Aim of the task - Count the lines in the entries that contain the string "enum". State nothing but the number.

(Saved entries)

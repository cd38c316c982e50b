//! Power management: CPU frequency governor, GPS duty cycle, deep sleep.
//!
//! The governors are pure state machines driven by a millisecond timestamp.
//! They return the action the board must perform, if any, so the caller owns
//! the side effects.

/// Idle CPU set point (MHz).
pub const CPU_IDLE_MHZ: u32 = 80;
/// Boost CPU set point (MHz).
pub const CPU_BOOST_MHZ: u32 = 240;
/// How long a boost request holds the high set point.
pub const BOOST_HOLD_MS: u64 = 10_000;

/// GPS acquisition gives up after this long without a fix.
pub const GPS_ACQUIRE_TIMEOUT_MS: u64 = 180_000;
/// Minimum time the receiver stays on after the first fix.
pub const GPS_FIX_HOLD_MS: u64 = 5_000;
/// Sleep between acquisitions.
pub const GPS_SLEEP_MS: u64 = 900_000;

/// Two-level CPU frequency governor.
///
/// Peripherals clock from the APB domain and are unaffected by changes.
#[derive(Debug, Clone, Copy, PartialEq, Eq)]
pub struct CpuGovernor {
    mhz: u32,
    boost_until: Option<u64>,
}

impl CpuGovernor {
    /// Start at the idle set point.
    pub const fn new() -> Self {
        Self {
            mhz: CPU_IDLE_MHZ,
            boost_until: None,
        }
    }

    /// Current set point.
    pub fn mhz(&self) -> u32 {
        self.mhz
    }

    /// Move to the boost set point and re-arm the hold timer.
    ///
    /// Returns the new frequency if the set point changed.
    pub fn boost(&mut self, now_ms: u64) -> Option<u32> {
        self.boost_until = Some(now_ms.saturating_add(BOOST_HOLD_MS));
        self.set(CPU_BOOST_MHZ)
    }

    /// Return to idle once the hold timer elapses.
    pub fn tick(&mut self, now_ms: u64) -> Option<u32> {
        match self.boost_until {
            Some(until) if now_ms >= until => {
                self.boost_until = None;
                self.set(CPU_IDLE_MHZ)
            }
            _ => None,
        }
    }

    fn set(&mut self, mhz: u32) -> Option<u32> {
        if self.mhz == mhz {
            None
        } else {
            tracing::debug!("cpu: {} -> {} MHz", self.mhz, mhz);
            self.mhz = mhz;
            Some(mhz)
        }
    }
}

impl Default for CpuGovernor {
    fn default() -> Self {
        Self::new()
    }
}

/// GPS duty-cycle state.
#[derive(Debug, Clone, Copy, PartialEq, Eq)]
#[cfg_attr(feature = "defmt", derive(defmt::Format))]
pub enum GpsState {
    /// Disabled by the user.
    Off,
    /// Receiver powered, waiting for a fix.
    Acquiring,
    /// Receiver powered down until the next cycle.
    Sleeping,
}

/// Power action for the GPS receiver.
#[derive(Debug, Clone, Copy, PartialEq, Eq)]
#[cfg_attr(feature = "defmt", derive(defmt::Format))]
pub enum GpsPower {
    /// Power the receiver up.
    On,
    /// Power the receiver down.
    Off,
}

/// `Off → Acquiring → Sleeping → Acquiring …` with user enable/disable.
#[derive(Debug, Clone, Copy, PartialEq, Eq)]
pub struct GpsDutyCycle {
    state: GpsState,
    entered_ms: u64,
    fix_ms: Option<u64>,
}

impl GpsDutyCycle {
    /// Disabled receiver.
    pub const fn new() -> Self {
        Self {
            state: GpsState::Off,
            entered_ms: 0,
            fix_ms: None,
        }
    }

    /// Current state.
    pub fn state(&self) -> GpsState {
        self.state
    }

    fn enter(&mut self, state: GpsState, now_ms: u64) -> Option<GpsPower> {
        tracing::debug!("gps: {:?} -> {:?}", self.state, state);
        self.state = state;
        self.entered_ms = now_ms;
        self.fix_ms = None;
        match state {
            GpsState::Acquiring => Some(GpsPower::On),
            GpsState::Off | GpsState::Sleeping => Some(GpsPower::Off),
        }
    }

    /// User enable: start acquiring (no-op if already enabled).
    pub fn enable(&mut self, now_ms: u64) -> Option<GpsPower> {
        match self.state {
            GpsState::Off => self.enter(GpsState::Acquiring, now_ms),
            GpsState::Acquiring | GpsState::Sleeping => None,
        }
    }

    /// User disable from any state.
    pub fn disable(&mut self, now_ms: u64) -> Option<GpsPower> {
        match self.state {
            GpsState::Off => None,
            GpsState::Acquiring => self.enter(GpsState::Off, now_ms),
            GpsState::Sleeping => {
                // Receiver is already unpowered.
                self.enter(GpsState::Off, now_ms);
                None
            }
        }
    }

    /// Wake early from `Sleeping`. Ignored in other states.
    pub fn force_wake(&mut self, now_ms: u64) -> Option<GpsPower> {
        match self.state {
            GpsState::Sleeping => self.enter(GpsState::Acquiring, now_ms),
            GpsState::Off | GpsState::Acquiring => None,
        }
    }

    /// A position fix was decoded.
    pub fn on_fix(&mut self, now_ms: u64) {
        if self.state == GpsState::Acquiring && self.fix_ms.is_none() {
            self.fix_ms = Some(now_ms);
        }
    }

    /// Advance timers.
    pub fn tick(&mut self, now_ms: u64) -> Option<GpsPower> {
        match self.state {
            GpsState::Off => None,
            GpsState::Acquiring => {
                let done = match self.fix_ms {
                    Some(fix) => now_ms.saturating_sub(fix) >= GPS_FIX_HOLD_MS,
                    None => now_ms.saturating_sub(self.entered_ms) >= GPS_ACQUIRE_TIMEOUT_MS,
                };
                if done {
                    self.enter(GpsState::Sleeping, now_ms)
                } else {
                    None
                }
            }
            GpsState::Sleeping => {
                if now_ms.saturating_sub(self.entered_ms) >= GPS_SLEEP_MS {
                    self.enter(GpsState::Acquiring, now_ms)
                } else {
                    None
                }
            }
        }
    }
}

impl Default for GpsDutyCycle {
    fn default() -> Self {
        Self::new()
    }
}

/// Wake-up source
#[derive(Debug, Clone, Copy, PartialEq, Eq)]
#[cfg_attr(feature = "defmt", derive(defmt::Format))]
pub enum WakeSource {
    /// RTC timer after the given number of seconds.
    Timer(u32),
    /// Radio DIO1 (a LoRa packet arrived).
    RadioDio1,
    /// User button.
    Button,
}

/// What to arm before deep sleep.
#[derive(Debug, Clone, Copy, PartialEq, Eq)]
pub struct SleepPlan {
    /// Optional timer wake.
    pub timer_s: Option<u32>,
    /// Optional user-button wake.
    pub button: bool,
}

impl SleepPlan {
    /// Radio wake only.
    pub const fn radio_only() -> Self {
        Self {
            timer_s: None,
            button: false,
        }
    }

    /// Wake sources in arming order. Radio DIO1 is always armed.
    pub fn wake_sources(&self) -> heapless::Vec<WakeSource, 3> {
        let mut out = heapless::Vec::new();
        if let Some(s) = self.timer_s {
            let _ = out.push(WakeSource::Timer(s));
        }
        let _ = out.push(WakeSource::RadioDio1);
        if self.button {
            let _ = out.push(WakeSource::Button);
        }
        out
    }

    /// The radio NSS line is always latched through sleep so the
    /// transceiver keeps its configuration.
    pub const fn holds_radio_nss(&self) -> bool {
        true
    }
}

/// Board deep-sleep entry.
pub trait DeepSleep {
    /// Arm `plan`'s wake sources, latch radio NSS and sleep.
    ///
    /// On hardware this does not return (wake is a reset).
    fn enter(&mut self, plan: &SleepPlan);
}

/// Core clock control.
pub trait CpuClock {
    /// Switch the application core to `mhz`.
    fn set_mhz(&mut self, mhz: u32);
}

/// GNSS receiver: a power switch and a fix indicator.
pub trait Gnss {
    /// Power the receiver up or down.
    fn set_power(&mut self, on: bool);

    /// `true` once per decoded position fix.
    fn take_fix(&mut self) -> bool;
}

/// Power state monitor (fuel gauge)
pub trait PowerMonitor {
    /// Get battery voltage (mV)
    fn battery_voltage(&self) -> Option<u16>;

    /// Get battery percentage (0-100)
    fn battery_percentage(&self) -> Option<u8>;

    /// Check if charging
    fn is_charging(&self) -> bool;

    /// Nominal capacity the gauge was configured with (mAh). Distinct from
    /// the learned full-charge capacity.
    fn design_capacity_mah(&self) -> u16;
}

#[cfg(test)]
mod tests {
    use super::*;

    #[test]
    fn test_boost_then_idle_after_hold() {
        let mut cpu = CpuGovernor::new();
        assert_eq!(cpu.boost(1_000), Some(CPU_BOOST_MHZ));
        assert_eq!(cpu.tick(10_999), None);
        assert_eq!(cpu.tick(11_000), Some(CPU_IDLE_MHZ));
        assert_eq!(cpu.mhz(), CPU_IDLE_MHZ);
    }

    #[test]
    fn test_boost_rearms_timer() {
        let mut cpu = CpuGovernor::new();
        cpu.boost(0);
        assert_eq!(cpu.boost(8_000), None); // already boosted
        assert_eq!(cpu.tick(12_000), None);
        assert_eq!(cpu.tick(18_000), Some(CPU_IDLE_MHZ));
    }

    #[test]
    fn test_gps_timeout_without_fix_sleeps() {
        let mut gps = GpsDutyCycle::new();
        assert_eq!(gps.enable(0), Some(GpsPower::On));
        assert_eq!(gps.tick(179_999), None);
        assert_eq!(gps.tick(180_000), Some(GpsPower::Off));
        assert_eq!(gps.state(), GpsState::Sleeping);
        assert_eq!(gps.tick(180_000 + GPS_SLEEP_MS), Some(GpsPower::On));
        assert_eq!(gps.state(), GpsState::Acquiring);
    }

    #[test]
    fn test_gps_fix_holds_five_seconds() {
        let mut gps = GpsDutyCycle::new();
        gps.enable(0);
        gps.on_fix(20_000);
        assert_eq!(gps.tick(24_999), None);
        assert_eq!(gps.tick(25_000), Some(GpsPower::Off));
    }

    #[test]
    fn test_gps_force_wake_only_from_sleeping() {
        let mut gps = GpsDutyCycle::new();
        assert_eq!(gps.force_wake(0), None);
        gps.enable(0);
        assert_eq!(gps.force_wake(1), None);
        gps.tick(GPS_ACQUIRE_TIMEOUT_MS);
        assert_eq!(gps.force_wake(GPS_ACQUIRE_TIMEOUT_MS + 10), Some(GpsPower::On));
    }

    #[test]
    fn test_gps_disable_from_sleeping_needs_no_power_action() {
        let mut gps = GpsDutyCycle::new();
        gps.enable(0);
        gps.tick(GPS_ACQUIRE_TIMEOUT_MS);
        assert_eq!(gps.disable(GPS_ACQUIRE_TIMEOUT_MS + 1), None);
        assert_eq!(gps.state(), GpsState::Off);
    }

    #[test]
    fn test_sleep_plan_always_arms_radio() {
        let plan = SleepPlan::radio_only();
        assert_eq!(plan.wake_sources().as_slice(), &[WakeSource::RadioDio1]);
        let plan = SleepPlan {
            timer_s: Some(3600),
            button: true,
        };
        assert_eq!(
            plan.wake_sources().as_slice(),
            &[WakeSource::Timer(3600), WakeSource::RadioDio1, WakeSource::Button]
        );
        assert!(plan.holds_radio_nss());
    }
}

Task output - 3